*** Opening Dataset records ***
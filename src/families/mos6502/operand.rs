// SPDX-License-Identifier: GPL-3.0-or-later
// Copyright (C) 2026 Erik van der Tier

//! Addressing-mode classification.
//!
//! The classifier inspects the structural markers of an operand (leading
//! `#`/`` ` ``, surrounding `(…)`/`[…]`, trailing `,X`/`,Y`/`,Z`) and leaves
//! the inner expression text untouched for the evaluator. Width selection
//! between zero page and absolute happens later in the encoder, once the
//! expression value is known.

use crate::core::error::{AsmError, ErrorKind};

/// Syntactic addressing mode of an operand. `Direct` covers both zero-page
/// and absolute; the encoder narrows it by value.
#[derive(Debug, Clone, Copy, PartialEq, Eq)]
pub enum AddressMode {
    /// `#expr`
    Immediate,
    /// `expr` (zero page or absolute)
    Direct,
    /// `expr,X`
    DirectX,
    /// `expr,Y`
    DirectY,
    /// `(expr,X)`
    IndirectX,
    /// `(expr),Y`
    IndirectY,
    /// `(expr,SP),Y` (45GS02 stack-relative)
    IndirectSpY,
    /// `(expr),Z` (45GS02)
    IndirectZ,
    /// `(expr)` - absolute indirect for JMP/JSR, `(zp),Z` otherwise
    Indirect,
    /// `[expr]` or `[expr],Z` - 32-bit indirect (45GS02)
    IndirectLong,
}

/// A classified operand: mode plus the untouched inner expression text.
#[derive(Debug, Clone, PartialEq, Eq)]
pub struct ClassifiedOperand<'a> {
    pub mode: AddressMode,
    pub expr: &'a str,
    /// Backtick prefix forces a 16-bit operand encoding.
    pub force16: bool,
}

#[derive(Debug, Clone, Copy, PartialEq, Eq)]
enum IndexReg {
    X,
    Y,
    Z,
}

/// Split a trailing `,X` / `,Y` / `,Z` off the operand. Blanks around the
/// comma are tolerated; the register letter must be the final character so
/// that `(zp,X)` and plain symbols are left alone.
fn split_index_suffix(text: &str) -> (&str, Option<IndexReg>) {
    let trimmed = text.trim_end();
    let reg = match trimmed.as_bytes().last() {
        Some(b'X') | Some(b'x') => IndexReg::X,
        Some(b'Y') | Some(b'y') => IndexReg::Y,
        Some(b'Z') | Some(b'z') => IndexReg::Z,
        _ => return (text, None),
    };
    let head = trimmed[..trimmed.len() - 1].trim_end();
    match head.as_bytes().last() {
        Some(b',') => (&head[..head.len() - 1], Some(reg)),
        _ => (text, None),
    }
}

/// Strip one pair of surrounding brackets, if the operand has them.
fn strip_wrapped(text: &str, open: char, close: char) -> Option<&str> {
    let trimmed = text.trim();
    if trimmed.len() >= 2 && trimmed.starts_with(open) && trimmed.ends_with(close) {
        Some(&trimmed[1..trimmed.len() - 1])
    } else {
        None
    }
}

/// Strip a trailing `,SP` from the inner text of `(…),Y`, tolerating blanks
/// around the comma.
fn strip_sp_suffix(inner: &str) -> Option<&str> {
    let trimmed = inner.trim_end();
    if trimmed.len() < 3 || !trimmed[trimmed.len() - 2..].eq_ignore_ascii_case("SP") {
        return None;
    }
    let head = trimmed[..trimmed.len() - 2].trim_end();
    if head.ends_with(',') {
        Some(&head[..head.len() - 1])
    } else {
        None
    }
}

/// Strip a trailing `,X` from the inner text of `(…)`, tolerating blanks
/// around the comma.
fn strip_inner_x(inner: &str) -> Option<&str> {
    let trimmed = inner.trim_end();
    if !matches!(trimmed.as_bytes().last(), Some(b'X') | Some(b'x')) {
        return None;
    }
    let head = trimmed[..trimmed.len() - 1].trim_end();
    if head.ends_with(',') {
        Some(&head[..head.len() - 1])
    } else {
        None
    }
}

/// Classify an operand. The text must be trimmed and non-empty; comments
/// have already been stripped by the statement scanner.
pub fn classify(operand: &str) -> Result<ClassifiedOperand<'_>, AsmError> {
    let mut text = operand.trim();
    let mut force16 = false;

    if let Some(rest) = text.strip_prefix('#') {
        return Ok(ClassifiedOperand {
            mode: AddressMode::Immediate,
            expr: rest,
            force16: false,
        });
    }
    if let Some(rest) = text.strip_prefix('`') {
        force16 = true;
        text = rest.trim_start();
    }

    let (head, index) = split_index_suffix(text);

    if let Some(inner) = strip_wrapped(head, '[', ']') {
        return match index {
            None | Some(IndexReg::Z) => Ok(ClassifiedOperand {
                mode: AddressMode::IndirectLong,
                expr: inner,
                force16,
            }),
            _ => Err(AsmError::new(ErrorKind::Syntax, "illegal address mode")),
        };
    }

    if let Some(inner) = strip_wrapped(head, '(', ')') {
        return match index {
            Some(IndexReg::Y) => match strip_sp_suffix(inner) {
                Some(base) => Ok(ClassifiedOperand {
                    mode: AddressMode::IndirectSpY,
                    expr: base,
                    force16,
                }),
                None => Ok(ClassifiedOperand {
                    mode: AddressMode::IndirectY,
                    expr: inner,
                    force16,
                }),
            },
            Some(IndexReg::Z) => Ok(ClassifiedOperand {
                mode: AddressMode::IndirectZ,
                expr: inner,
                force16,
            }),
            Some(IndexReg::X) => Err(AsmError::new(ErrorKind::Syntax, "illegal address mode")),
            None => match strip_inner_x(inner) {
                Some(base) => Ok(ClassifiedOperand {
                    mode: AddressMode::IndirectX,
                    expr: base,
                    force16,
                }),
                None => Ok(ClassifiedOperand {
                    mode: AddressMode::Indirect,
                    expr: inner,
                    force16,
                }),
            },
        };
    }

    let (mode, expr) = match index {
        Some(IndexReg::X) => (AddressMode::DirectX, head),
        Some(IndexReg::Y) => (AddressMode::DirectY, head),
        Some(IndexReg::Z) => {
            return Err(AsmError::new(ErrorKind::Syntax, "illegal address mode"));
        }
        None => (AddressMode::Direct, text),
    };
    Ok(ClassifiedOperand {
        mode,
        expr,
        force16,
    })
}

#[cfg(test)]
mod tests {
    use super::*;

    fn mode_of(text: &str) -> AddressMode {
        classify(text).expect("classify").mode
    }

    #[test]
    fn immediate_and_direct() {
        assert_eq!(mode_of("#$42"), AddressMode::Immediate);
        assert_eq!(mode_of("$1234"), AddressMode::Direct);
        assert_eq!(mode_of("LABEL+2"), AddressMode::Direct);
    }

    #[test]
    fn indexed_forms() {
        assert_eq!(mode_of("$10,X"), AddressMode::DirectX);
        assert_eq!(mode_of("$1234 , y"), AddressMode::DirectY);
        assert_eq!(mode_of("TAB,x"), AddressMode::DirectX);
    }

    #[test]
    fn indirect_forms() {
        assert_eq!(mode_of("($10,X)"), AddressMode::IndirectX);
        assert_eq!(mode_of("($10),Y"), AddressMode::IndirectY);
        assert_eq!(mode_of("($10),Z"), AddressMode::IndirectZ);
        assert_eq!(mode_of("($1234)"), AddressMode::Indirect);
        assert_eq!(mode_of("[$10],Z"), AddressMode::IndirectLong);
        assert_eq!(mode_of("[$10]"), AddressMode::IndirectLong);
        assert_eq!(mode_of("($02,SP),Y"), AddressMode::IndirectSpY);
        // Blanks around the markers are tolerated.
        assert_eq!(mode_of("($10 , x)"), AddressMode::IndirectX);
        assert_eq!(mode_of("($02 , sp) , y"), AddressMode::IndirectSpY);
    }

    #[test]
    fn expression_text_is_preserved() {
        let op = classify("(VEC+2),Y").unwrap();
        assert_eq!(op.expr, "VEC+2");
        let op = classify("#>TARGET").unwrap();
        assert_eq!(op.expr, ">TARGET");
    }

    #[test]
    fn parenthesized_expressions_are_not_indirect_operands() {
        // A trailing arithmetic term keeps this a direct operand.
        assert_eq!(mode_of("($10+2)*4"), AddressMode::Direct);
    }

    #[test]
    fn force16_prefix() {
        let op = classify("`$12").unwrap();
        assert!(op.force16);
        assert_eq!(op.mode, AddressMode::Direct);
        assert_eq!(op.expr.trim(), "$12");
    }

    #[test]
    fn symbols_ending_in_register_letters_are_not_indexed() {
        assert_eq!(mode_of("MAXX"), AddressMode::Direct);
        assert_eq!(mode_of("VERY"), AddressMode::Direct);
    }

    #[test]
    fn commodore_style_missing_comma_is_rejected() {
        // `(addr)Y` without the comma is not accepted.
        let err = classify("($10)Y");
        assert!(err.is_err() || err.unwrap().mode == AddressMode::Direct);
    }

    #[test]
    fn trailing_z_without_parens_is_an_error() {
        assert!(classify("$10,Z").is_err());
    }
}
*** Closing Dataset records ***
» What is being asked
Copy, please, every line from the start of the entries down to the line that holds "an operand (leading", with both of those lines included and no others.

» Answer area
filename src/families/mos6502/operand.rs
// SPDX-License-Identifier: GPL-3.0-or-later
// Copyright (C) 2026 Erik van der Tier

//! Addressing-mode classification.
//!
//! The classifier inspects the structural markers of an operand (leading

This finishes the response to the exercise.